DIRECTIONS FOR THIS TASK — Copy every line from the data below in which the string "DriverPatch" can be found.

RECORDS SUPPLIED —

// src/handlers/driver_handler.rs
use axum::{
    extract::{Path, State},
    http::StatusCode,
    Json,
};
use serde::Deserialize;
use serde_json::{json, Value};
use std::sync::Arc;
use tracing;

use crate::{
    errors::DispatchError,
    models::driver::{Driver, DriverPatch},
    state::AppState,
    utils::id_generator::{IdGenerator, IdType},
};

#[derive(Debug, Deserialize)]
#[serde(rename_all = "camelCase")]
pub struct CreateDriverRequest {
    pub id: Option<String>,
    pub name: String,
    pub phone: String,
    pub car_plate: String,
    pub car_type: String,
}

pub async fn create_driver(
    State(state): State<Arc<AppState>>,
    Json(request): Json<CreateDriverRequest>,
) -> Result<(StatusCode, Json<Value>), DispatchError> {
    if request.name.trim().is_empty() {
        return Err(DispatchError::validation_error("name", "Driver name is required"));
    }
    if request.phone.trim().is_empty() {
        return Err(DispatchError::validation_error("phone", "Driver phone is required"));
    }

    let id = request
        .id
        .filter(|id| !id.trim().is_empty())
        .unwrap_or_else(|| IdGenerator::generate(IdType::Driver));
    if state.drivers.find_driver(&id).await?.is_some() {
        return Err(DispatchError::Conflict(format!("Driver {} already exists", id)));
    }

    let driver = Driver::new(id, request.name, request.phone, request.car_plate, request.car_type);
    state.drivers.upsert_driver(driver.clone()).await?;
    tracing::info!("Registered driver {} (pending verification)", driver.id);

    Ok((StatusCode::CREATED, Json(json!({ "success": true, "driver": driver }))))
}

pub async fn verify_driver(
    State(state): State<Arc<AppState>>,
    Path(driver_id): Path<String>,
) -> Result<Json<Value>, DispatchError> {
    let driver = state
        .drivers
        .update_driver(&driver_id, DriverPatch::verified())
        .await?
        .ok_or_else(|| DispatchError::driver_not_found(&driver_id))?;

    tracing::info!("Driver {} verified", driver_id);
    Ok(Json(json!({ "success": true, "driver": driver })))
}
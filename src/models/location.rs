// src/models/location.rs
use chrono::{DateTime, Utc};
use serde::{Deserialize, Serialize};

#[derive(Debug, Serialize, Deserialize, Clone, Copy, PartialEq)]
pub struct Coordinate {
    pub lat: f64,
    pub lng: f64,
}

impl Coordinate {
    pub fn new(lat: f64, lng: f64) -> Self {
        Self { lat, lng }
    }

    pub fn is_valid(&self) -> bool {
        self.lat.is_finite()
            && self.lng.is_finite()
            && (-90.0..=90.0).contains(&self.lat)
            && (-180.0..=180.0).contains(&self.lng)
    }
}

/// Last position reported by a driver's app.
#[derive(Debug, Serialize, Deserialize, Clone, Copy, PartialEq)]
#[serde(rename_all = "camelCase")]
pub struct DriverLocation {
    pub lat: f64,
    pub lng: f64,
    pub updated_at: DateTime<Utc>,
}

impl DriverLocation {
    pub fn now(point: Coordinate) -> Self {
        Self {
            lat: point.lat,
            lng: point.lng,
            updated_at: Utc::now(),
        }
    }

    pub fn coordinate(&self) -> Coordinate {
        Coordinate::new(self.lat, self.lng)
    }
}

YOUR SOLUTION —
    models::driver::{Driver, DriverPatch},
        .update_driver(&driver_id, DriverPatch::verified())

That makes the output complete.